By Rick Polo (Editor-in-Chief)
Release Date: 4/29/14
It’s been 12 long years since the world got their last taste of Florida-based Sludge act, Floor. The band stunned the underground metal and alternative community with their 2002 self-titled debut, only to disband two years later. Although the album and band were a little-known gem of that scene at the time, the years have been kind to Floor as word-of-mouth has garnered a strong cult following. This year, they return with their follow-up, Oblation.
Oblation picks up right were the band left off in 2004, offering an array of slamming down-tuned riffs and juxtaposed with soaring harmonious vocals. Unlike many others in the underground realm, Floor manage to maintain a balance of slamming guttural sludge metal with an almost knack for pop hooks strewn throughout.
Kicking off with the menacing title track, Oblation is ripping from the start. Tracks like “Rocinate,” “The Key” and “Love Comes Crushing” find a unique balance of dark brooding tones while remaining upbeat. Other cuts like “The Quill,” “War Party” and “Sign of Aeth” are almost more characteristic of Sludge metal, sounding somewhat along the lines of Jucifer.
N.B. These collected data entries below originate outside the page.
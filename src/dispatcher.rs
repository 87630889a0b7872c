//! Message-passing event dispatch.
//!
//! Transports turn Slack traffic into typed [`Inbound`] events and push them
//! onto one bounded channel per event kind. A single [`Dispatcher`] loop takes
//! events off those channels and runs a two-phase protocol on each:
//!
//! 1. acknowledge, which releases the transport to answer Slack;
//! 2. spawn the handler as an independent task.
//!
//! Phase 1 always finishes before any outbound call of phase 2 starts.

use std::sync::Arc;
use std::time::Duration;

use tokio::sync::{mpsc, oneshot};
use tokio::task::JoinSet;
use tracing::{Instrument, error, info_span, warn};
use uuid::Uuid;

use crate::core::models::{ActionClick, FormSubmission, SlashCommand};
use crate::errors::BotError;
use crate::slack::ChatPlatform;
use crate::workflow::ApprovalBot;

pub const DEFAULT_CHANNEL_CAPACITY: usize = 64;

/// One-shot acknowledgment of an inbound event.
///
/// Sending reports whether the transport was still waiting for it.
pub struct Ack(Box<dyn FnOnce() -> bool + Send>);

impl Ack {
    pub fn new(on_ack: impl FnOnce() + Send + 'static) -> Self {
        Self(Box::new(move || {
            on_ack();
            true
        }))
    }

    /// An ack whose receiver resolves once it is sent.
    #[must_use]
    pub fn oneshot() -> (Self, oneshot::Receiver<()>) {
        let (tx, rx) = oneshot::channel();
        // A dropped receiver means the transport already gave up on the event.
        let ack = Self(Box::new(move || tx.send(()).is_ok()));
        (ack, rx)
    }

    #[must_use]
    pub fn noop() -> Self {
        Self::new(|| {})
    }

    /// Returns `false` if nobody was waiting for the ack any more.
    pub fn send(self) -> bool {
        (self.0)()
    }
}

impl std::fmt::Debug for Ack {
    fn fmt(&self, f: &mut std::fmt::Formatter<'_>) -> std::fmt::Result {
        f.write_str("Ack")
    }
}

/// An event paired with the acknowledgment its transport is waiting for.
#[derive(Debug)]
pub struct Inbound<E> {
    pub event: E,
    ack: Ack,
}

impl<E> Inbound<E> {
    pub fn new(event: E, ack: Ack) -> Self {
        Self { event, ack }
    }

    /// Phase 1: acknowledge and hand back the event for processing.
    ///
    /// `None` when the transport stopped waiting: Slack has already been told
    /// the event failed, so it must not be handled.
    pub fn acknowledge(self) -> Option<E> {
        self.ack.send().then_some(self.event)
    }
}

/// Event kinds that have a channel of their own.
pub trait Routed: Send + Sized + 'static {
    const KIND: &'static str;

    fn channel(sender: &EventSender) -> &mpsc::Sender<Inbound<Self>>;
}

impl Routed for SlashCommand {
    const KIND: &'static str = "slash_command";

    fn channel(sender: &EventSender) -> &mpsc::Sender<Inbound<Self>> {
        &sender.commands
    }
}

impl Routed for FormSubmission {
    const KIND: &'static str = "view_submission";

    fn channel(sender: &EventSender) -> &mpsc::Sender<Inbound<Self>> {
        &sender.submissions
    }
}

impl Routed for ActionClick {
    const KIND: &'static str = "block_action";

    fn channel(sender: &EventSender) -> &mpsc::Sender<Inbound<Self>> {
        &sender.actions
    }
}

/// Producer side, cloned into every transport.
#[derive(Clone)]
pub struct EventSender {
    commands: mpsc::Sender<Inbound<SlashCommand>>,
    submissions: mpsc::Sender<Inbound<FormSubmission>>,
    actions: mpsc::Sender<Inbound<ActionClick>>,
    ack_timeout: Duration,
}

impl EventSender {
    /// Queue an event with a caller-supplied ack.
    ///
    /// # Errors
    ///
    /// Returns `BotError::DispatcherClosed` if the dispatcher has stopped.
    pub async fn send<E: Routed>(&self, inbound: Inbound<E>) -> Result<(), BotError> {
        E::channel(self)
            .send(inbound)
            .await
            .map_err(|_| BotError::DispatcherClosed)
    }

    /// Queue an event and wait until the dispatcher acknowledges it.
    ///
    /// An event whose ack times out stays queued, but the dispatcher drops it
    /// unhandled once it finds nobody waiting.
    ///
    /// # Errors
    ///
    /// Returns `BotError::DispatcherClosed` if the dispatcher has stopped, or
    /// `BotError::AckError` if no ack arrives within the ack timeout.
    pub async fn deliver<E: Routed>(&self, event: E) -> Result<(), BotError> {
        let (ack, acked) = Ack::oneshot();
        self.send(Inbound::new(event, ack)).await?;

        match tokio::time::timeout(self.ack_timeout, acked).await {
            Ok(Ok(())) => Ok(()),
            Ok(Err(_)) => Err(BotError::AckError(format!(
                "{} dropped before acknowledgment",
                E::KIND
            ))),
            Err(_) => Err(BotError::AckError(format!(
                "{} not acknowledged within {}ms",
                E::KIND,
                self.ack_timeout.as_millis()
            ))),
        }
    }
}

/// Consumer side: the single dispatch loop.
pub struct Dispatcher<P> {
    bot: Arc<ApprovalBot<P>>,
    commands: mpsc::Receiver<Inbound<SlashCommand>>,
    submissions: mpsc::Receiver<Inbound<FormSubmission>>,
    actions: mpsc::Receiver<Inbound<ActionClick>>,
}

/// Create the per-kind channels for `bot`.
#[must_use]
pub fn channel<P>(
    bot: ApprovalBot<P>,
    capacity: usize,
    ack_timeout: Duration,
) -> (EventSender, Dispatcher<P>)
where
    P: ChatPlatform + 'static,
{
    let (commands_tx, commands_rx) = mpsc::channel(capacity);
    let (submissions_tx, submissions_rx) = mpsc::channel(capacity);
    let (actions_tx, actions_rx) = mpsc::channel(capacity);

    (
        EventSender {
            commands: commands_tx,
            submissions: submissions_tx,
            actions: actions_tx,
            ack_timeout,
        },
        Dispatcher {
            bot: Arc::new(bot),
            commands: commands_rx,
            submissions: submissions_rx,
            actions: actions_rx,
        },
    )
}

impl<P> Dispatcher<P>
where
    P: ChatPlatform + 'static,
{
    /// Run until every `EventSender` is dropped, then wait for in-flight handlers.
    pub async fn run(mut self) {
        let mut tasks = JoinSet::new();

        loop {
            tokio::select! {
                Some(inbound) = self.commands.recv() => {
                    let Some(command) = inbound.acknowledge() else {
                        warn_stale(SlashCommand::KIND);
                        continue;
                    };
                    let bot = Arc::clone(&self.bot);
                    spawn_handler(&mut tasks, SlashCommand::KIND, async move {
                        bot.handle_command(&command).await
                    });
                }
                Some(inbound) = self.submissions.recv() => {
                    let Some(submission) = inbound.acknowledge() else {
                        warn_stale(FormSubmission::KIND);
                        continue;
                    };
                    let bot = Arc::clone(&self.bot);
                    spawn_handler(&mut tasks, FormSubmission::KIND, async move {
                        bot.handle_submission(&submission).await
                    });
                }
                Some(inbound) = self.actions.recv() => {
                    let Some(click) = inbound.acknowledge() else {
                        warn_stale(ActionClick::KIND);
                        continue;
                    };
                    let bot = Arc::clone(&self.bot);
                    spawn_handler(&mut tasks, ActionClick::KIND, async move {
                        bot.handle_action(&click).await
                    });
                }
                Some(joined) = tasks.join_next(), if !tasks.is_empty() => {
                    log_panic(joined);
                }
                else => break,
            }
        }

        while let Some(joined) = tasks.join_next().await {
            log_panic(joined);
        }
    }
}

fn spawn_handler<F>(tasks: &mut JoinSet<()>, kind: &'static str, handler: F)
where
    F: Future<Output = Result<(), BotError>> + Send + 'static,
{
    let event_id = Uuid::new_v4();
    let span = info_span!("event", %event_id, kind);
    tasks.spawn(
        async move {
            // Errors end this event only; the loop keeps running.
            if let Err(e) = handler.await {
                error!("Failed to handle {}: {}", kind, e);
            }
        }
        .instrument(span),
    );
}

fn warn_stale(kind: &'static str) {
    warn!("Dropping {} whose acknowledgment timed out", kind);
}

fn log_panic(joined: Result<(), tokio::task::JoinError>) {
    if let Err(e) = joined {
        warn!("Event handler task did not complete: {}", e);
    }
}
Despite the overwhelming heaviness of Oblation, there is much more than meets the eye, or perhaps ear, to Floor’s music. There is an aesthetic more in tune with punk and alternative, as Floor often put their metal credibility on the line on Oblation, channeling something deeper. The heaviness is more about a feel, a mood, rather than a style. In some cases, the album may appeal more to fans of punk (and unfortunately hipsters) than fans of modern metal.
Oblation sounds as a natural progression for a band who may have left before the party got started. With a resurgence of Sludge/Doom/Stoner metal swarming through the underground, the timing couldn’t be more perfect for Floor to make a hopefully permanent comeback.